Hiburan seni seperti jathilan dan reog yang dibawakan pemuda desa menambah kedalaman pengalaman budaya, menjadikan kunjungan lebih dari sekadar wisata biasa.
Kuliner Tradisional yang Menggugah Selera
Kuliner khas seperti tape pisang, sego boran, pecel kelopo, dan minuman rempah tradisional menjadi daya tarik tersendiri.

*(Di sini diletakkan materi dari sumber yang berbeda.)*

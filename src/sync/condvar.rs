//! The condvar engine
//!
//! A condvar wait releases the associated mutex and suspends; that
//! suspended period contributes no edge to the wait-for graph at all — a
//! thread asleep in a condvar is waiting for a notification, not for a lock,
//! and the detector does not model "will this ever be notified". The two
//! points that do touch the graph are the release (immediately, same as any
//! other unlock) and the reacquire once woken (a normal, contributing wait
//! edge on the mutex).
//!
//! The waiter-registration-before-release ordering below exists for the
//! classic reason any condvar needs it: there must be no window between "we
//! gave up the lock" and "we are listed as waiting" in which a notify can be
//! missed.

use std::sync::Arc;

use crate::config;
use crate::error::{Error, Result};
use crate::graph::{Mode, WaitOutcome};
use crate::ids;
use crate::log;
use crate::registry::Kind;

use super::mutex::{Mutex, MutexGuard};

/// Outcome of [`Condvar::wait_timeout`], mirroring
/// `std::sync::WaitTimeoutResult`'s shape so callers can write the same
/// `if result.timed_out() { ... }` idiom they already know.
#[derive(Debug, Clone, Copy)]
pub struct WaitTimeoutResult(bool);

impl WaitTimeoutResult {
    /// Returns `true` if the wait was ended by the timeout elapsing rather
    /// than by a notification.
    pub fn timed_out(&self) -> bool {
        self.0
    }
}

struct Latch {
    signaled: parking_lot::Mutex<bool>,
    ready: parking_lot::Condvar,
}

impl Latch {
    fn new() -> Self {
        Self {
            signaled: parking_lot::Mutex::new(false),
            ready: parking_lot::Condvar::new(),
        }
    }

    fn wait(&self) {
        let mut signaled = self.signaled.lock();
        while !*signaled {
            self.ready.wait(&mut signaled);
        }
    }

    fn wait_timeout(&self, timeout: std::time::Duration) -> bool {
        let mut signaled = self.signaled.lock();
        let deadline = std::time::Instant::now() + timeout;
        while !*signaled {
            let now = std::time::Instant::now();
            if now >= deadline {
                return false;
            }
            let result = self.ready.wait_for(&mut signaled, deadline - now);
            if result.timed_out() && !*signaled {
                return false;
            }
        }
        true
    }

    fn signal(&self) {
        *self.signaled.lock() = true;
        self.ready.notify_one();
    }
}

/// A condition variable whose suspend/reacquire cycle is reported to the
/// detector.
pub struct Condvar {
    lid: crate::ids::LockId,
    waiters: parking_lot::Mutex<Vec<Arc<Latch>>>,
}

impl Condvar {
    /// Creates a new tracked condvar.
    ///
    /// # Panics
    ///
    /// Panics if [`crate::init`] has not been called yet.
    pub fn new() -> Self {
        let state = config::state();
        let creator = ids::current_tid();
        let lid = state.registry.create(Kind::Condvar, creator);
        Self {
            lid,
            waiters: parking_lot::Mutex::new(Vec::new()),
        }
    }

    /// Atomically releases `guard`'s mutex and blocks until notified, then
    /// reacquires the same mutex before returning.
    ///
    /// Like `std::sync::Condvar::wait`, spurious wakeups are not exposed to
    /// the caller here — this implementation only wakes a waiter in
    /// response to an actual `notify_one`/`notify_all` — but callers should
    /// still re-check their predicate in a loop, since multiple waiters can
    /// be woken by `notify_all` for a condition only one of them satisfies.
    pub fn wait<'a, T: ?Sized>(&self, guard: MutexGuard<'a, T>) -> Result<MutexGuard<'a, T>> {
        let mutex = guard.mutex;
        let mutex_lid = mutex.lid();
        let tid = guard.tid;

        if !config::state().detector.graph().is_holder(tid, mutex_lid) {
            return Err(Error::CondvarMutexNotHeld {
                thread: tid,
                mutex: mutex_lid,
            });
        }

        let latch = Arc::new(Latch::new());
        self.waiters.lock().push(latch.clone());

        let (mutex, tid, raw) = guard.into_raw();
        let state = config::state();
        state.detector.graph().on_condvar_release(tid, mutex_lid);
        log::record_released(tid, mutex_lid);
        state.registry.destroy_if_orphaned(mutex_lid, state.detector.graph());
        drop(raw);

        latch.wait();

        self.reacquire(state, mutex, tid, mutex_lid)
    }

    /// Same as [`Self::wait`], but gives up and reacquires the mutex after
    /// `timeout` if no notification arrives first. Returns whether the wait
    /// timed out.
    pub fn wait_timeout<'a, T: ?Sized>(
        &self,
        guard: MutexGuard<'a, T>,
        timeout: std::time::Duration,
    ) -> Result<(MutexGuard<'a, T>, WaitTimeoutResult)> {
        let mutex = guard.mutex;
        let mutex_lid = mutex.lid();
        let tid = guard.tid;

        if !config::state().detector.graph().is_holder(tid, mutex_lid) {
            return Err(Error::CondvarMutexNotHeld {
                thread: tid,
                mutex: mutex_lid,
            });
        }

        let latch = Arc::new(Latch::new());
        self.waiters.lock().push(latch.clone());

        let (mutex, tid, raw) = guard.into_raw();
        let state = config::state();
        state.detector.graph().on_condvar_release(tid, mutex_lid);
        log::record_released(tid, mutex_lid);
        state.registry.destroy_if_orphaned(mutex_lid, state.detector.graph());
        drop(raw);

        let notified = latch.wait_timeout(timeout);

        self.reacquire(state, mutex, tid, mutex_lid)
            .map(|guard| (guard, WaitTimeoutResult(!notified)))
    }

    fn reacquire<'a, T: ?Sized>(
        &self,
        state: &'static crate::config::State,
        mutex: &'a Mutex<T>,
        tid: crate::ids::ThreadId,
        mutex_lid: crate::ids::LockId,
    ) -> Result<MutexGuard<'a, T>> {
        // Reported regardless of outcome — the thread proceeds to the real
        // reacquire either way (see module docs and `DESIGN.md`).
        let _: WaitOutcome = state.detector.guard_condvar_reacquire(tid, mutex_lid);
        let fresh = mutex.raw_lock();
        state.detector.graph().on_acquired(tid, mutex_lid, Mode::Exclusive);
        log::record_acquired(tid, mutex_lid);
        Ok(mutex.wrap_guard(tid, fresh))
    }

    /// Wakes one waiting thread, if any.
    pub fn notify_one(&self) {
        if let Some(latch) = self.waiters.lock().pop() {
            latch.signal();
        }
    }

    /// Wakes every waiting thread.
    pub fn notify_all(&self) {
        for latch in self.waiters.lock().drain(..) {
            latch.signal();
        }
    }

    /// Explicitly destroys this condvar, failing with
    /// [`crate::Error::StillInUse`] if a thread is still waiting on it.
    /// Ordinary `Drop` does the same removal best-effort.
    pub fn destroy(self) -> Result<()> {
        let state = config::state();
        state.registry.destroy(self.lid, state.detector.graph())
    }
}

impl Drop for Condvar {
    fn drop(&mut self) {
        if let Some(state) = config::try_state() {
            let _ = state.registry.destroy(self.lid, state.detector.graph());
        }
    }
}

impl Default for Condvar {
    fn default() -> Self {
        Self::new()
    }
}

#[cfg(test)]
mod tests {
    use super::*;
    use crate::config::Config;
    use std::sync::Arc as StdArc;
    use std::sync::Once;
    use std::time::Duration;

    static INIT: Once = Once::new();

    fn ensure_init() {
        INIT.call_once(|| {
            let _ = config::init(Config::new());
        });
    }

    #[test]
    fn notify_without_waiters_is_a_no_op() {
        ensure_init();
        let cv = Condvar::new();
        cv.notify_one();
        cv.notify_all();
    }

    #[test]
    fn dropping_a_condvar_removes_it_from_the_registry() {
        ensure_init();
        let lid = {
            let cv = Condvar::new();
            cv.lid
        };
        assert!(matches!(
            config::state().registry.resolve(lid),
            Err(Error::NullHandle(_))
        ));
    }

    #[test]
    fn wait_timeout_without_notify_reports_timed_out() {
        ensure_init();
        let m = StdArc::new(Mutex::new(false));
        let cv = StdArc::new(Condvar::new());
        let guard = m.lock().unwrap();
        let (_guard, result) = cv.wait_timeout(guard, Duration::from_millis(20)).unwrap();
        assert!(result.timed_out());
    }

    #[test]
    fn notify_one_wakes_a_single_waiter() {
        ensure_init();
        let pair = StdArc::new((Mutex::new(false), Condvar::new()));
        let waiter_pair = pair.clone();
        let handle = std::thread::spawn(move || {
            let (m, cv) = &*waiter_pair;
            let mut guard = m.lock().unwrap();
            while !*guard {
                guard = cv.wait(guard).unwrap();
            }
        });

        std::thread::sleep(Duration::from_millis(20));
        let (m, cv) = &*pair;
        *m.lock().unwrap() = true;
        cv.notify_one();
        handle.join().unwrap();
    }

    #[test]
    fn notify_all_wakes_every_waiter() {
        ensure_init();
        let pair = StdArc::new((Mutex::new(0), Condvar::new()));
        let handles: Vec<_> = (0..3)
            .map(|_| {
                let pair = pair.clone();
                std::thread::spawn(move || {
                    let (m, cv) = &*pair;
                    let mut guard = m.lock().unwrap();
                    while *guard == 0 {
                        guard = cv.wait(guard).unwrap();
                    }
                })
            })
            .collect();

        std::thread::sleep(Duration::from_millis(20));
        let (m, cv) = &*pair;
        *m.lock().unwrap() = 1;
        cv.notify_all();
        for h in handles {
            h.join().unwrap();
        }
    }
}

Beberapa desa menyediakan kelas memasak yang mengajak pengunjung belajar langsung dari ibu-ibu rumah tangga, mempererat hubungan antara tamu dan tuan rumah serta melestarikan tradisi kuliner lokal.
Membangun Pariwisata Berbasis Budaya dan Keberlanjutan
Pemerintah dan komunitas lokal Lumajang aktif mendorong pariwisata yang berkelanjutan dan berbasis budaya melalui pelatihan pemandu lokal, promosi digital, dan festival budaya tahunan. Upaya ini memastikan bahwa wisata tidak hanya menguntungkan secara ekonomi, tetapi juga menjaga kelestarian budaya dan lingkungan.
Dengan keindahan alam yang memukau, tradisi yang hidup, dan masyarakat yang ramah, Lumajang menawarkan pengalaman wisata yang autentik dan bermakna. Desa Ranupani dan Senduro menjadi jendela hidup menuju warisan budaya Lumajang, menjadikan kabupaten ini destinasi yang wajib dikunjungi bagi pencari pengalaman wisata yang berbeda dan mendalam.